良男は納得がいかないような面持ちでそう言った。

すると、康子が良男の元に駆け寄り、良男を大きく抱擁したのである。

「大丈夫な感じっす。おれノンケっすけど、良男さんなら大丈夫って感じっす!!」

思わず猫である私でさえも胸が高鳴ってしまうような、長年連れ添った二人の”愛”の眩しさにやられて、目がショボショボしてしまった。

「おまえ・・おまえの腋は女の甘い香りがするぞ?」
良男が康子の腕を振り払った。

季節は春。

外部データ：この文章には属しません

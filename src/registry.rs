//==================================================
// File: registry.rs
//==================================================
// Author: ZobieLabs
// License: Duality Public License (DPL v1.0)
// Goal: Track what this process has already loaded and what is built in
// Objective: Provide the loaded-feature set (with short-name index) and the
//            builtin library table consulted before any filesystem probe
//==================================================

use std::collections::{HashMap, HashSet};

use parking_lot::RwLock;

use crate::unit::LoadUnit;

//==================================================
// Section 1.0 - Loaded features
//==================================================

#[derive(Debug, Default)]
struct FeatureSet {
    ordered: Vec<String>,
    members: HashSet<String>,
    // requested name -> canonical name
    index: HashMap<String, String>,
}

/// Canonical names loaded in this process, in load order.
#[derive(Debug, Default)]
pub struct LoadedFeatures {
    inner: RwLock<FeatureSet>,
}

impl LoadedFeatures {
    pub fn new() -> Self {
        Self::default()
    }

    /// Whether `name` was loaded, either as a canonical name or as the name
    /// a caller originally requested.
    pub fn contains(&self, name: &str) -> bool {
        let inner = self.inner.read();
        inner.members.contains(name) || inner.index.contains_key(name)
    }

    /// Record `canonical` as loaded, reachable also under `requested`.
    /// Returns false when the canonical name was already present.
    pub fn insert(&self, requested: &str, canonical: &str) -> bool {
        let mut inner = self.inner.write();
        if requested != canonical {
            inner
                .index
                .insert(requested.to_string(), canonical.to_string());
        }
        if inner.members.insert(canonical.to_string()) {
            inner.ordered.push(canonical.to_string());
            true
        } else {
            false
        }
    }

    /// Forget `name` and every requested name pointing at it.
    pub fn remove(&self, name: &str) -> bool {
        let mut inner = self.inner.write();
        let canonical = match inner.index.get(name) {
            Some(canonical) if !inner.members.contains(name) => canonical.clone(),
            _ => name.to_string(),
        };
        let removed = inner.members.remove(&canonical);
        inner.ordered.retain(|feature| feature != &canonical);
        inner
            .index
            .retain(|requested, target| target != &canonical && requested != name);
        removed
    }

    pub fn snapshot(&self) -> Vec<String> {
        self.inner.read().ordered.clone()
    }

    pub fn len(&self) -> usize {
        self.inner.read().ordered.len()
    }

    pub fn is_empty(&self) -> bool {
        self.inner.read().ordered.is_empty()
    }

    pub fn clear(&self) {
        *self.inner.write() = FeatureSet::default();
    }
}

//==================================================
// Section 2.0 - Builtin libraries
//==================================================

/// Libraries implemented directly by the host, keyed by `name + suffix`.
#[derive(Debug, Default)]
pub struct BuiltinLibraries {
    units: RwLock<HashMap<String, LoadUnit>>,
}

impl BuiltinLibraries {
    pub fn new() -> Self {
        Self::default()
    }

    pub fn register(&self, name: impl Into<String>, unit: LoadUnit) {
        self.units.write().insert(name.into(), unit);
    }

    pub fn remove(&self, name: &str) -> Option<LoadUnit> {
        self.units.write().remove(name)
    }

    pub fn get(&self, name: &str) -> Option<LoadUnit> {
        self.units.read().get(name).cloned()
    }

    pub fn contains(&self, name: &str) -> bool {
        self.units.read().contains_key(name)
    }

    pub fn names(&self) -> Vec<String> {
        let mut names: Vec<String> = self.units.read().keys().cloned().collect();
        names.sort();
        names
    }
}

#[cfg(test)]
mod tests {
    use super::*;

    #[test]
    fn insert_is_idempotent_and_indexes_requested_name() {
        let features = LoadedFeatures::new();
        assert!(features.insert("greet", "/tmp/testlibs/greet.rb"));
        assert!(!features.insert("greet", "/tmp/testlibs/greet.rb"));
        assert!(features.contains("greet"));
        assert!(features.contains("/tmp/testlibs/greet.rb"));
        assert!(!features.contains("greet.rb"));
        assert_eq!(features.snapshot(), vec!["/tmp/testlibs/greet.rb"]);
    }

    #[test]
    fn remove_by_requested_or_canonical_name() {
        let features = LoadedFeatures::new();
        features.insert("a", "/lib/a.rb");
        features.insert("b", "/lib/b.rb");
        assert!(features.remove("a"));
        assert!(!features.contains("a"));
        assert!(!features.contains("/lib/a.rb"));
        assert!(features.remove("/lib/b.rb"));
        assert!(!features.contains("b"));
        assert!(features.is_empty());
    }

    #[test]
    fn builtins_register_and_remove() {
        let builtins = BuiltinLibraries::new();
        builtins.register("thread.rb", LoadUnit::provided("thread.rb"));
        assert!(builtins.contains("thread.rb"));
        assert_eq!(builtins.names(), vec!["thread.rb"]);
        assert!(builtins.remove("thread.rb").is_some());
        assert!(builtins.get("thread.rb").is_none());
    }
}

//==================================================
// End of file
//==================================================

我々猫族にとっても”発情”の季節である。
きっと康子はフェロモンを醸し出し、男を誘っていたのだろう。

康子が強く否定した。
「いや、おれ男っすよ!(汗)」


・・・やはり人間社会のことは分からないものである。
何故、交尾に達するまでにこれだけ無駄なコミュニケーションを交わさなければいけないのか。
お互いが肌を合わせ、それぞれの股間の♂と♀を異文化交流させれば良いだけのことであるのに。

すると、唐突に扉の開く音がした。

「すみません、今日からこの店のお手伝いさせてもらう者ですが・・」

開いた扉の先に立っていたのは、
紅顔の美少年だった!!!
きっと、まだ♂♀の分別が完全に成されてない子供なのであろう。

その瞬間である。

その少年をみた良男の顔がいやらしくにやけ、
康子の目は対抗意識と嫉妬の光を輝かせたのである。

その一瞬を、私は見逃さなかった・・・
人間時間にしてみれば、一秒もない隙であった。